Segment Start: Data extract

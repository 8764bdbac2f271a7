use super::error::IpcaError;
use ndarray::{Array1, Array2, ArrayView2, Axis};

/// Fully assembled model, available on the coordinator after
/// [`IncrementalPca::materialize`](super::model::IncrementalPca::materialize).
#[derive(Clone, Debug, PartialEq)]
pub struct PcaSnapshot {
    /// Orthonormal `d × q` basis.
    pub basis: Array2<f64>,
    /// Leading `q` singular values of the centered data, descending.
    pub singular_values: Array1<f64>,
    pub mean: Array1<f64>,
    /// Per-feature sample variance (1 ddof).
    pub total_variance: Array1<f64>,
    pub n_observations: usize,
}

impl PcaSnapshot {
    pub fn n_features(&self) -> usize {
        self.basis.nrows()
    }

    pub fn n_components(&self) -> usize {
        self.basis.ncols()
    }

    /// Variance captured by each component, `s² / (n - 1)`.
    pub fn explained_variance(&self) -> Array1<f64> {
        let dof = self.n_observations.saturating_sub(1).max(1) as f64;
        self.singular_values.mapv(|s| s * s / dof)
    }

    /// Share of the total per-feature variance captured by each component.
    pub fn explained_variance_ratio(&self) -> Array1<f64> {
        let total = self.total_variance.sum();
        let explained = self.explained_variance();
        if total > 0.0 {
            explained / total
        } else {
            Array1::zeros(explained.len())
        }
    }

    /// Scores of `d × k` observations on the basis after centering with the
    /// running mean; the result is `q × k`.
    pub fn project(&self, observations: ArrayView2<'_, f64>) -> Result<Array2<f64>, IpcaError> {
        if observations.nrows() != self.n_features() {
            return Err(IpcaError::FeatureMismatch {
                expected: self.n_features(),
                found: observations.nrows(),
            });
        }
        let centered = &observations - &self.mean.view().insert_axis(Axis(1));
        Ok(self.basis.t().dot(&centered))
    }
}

Segment End: Data extract

-- Task item --
Your task is to copy exactly, and only, the lines from the line with "if observations.nrows() != self.n_features()" through the last line of the entries, both included.

-- Answer for this exercise --
        if observations.nrows() != self.n_features() {
            return Err(IpcaError::FeatureMismatch {
                expected: self.n_features(),
                found: observations.nrows(),
            });
        }
        let centered = &observations - &self.mean.view().insert_axis(Axis(1));
        Ok(self.basis.t().dot(&centered))
    }
}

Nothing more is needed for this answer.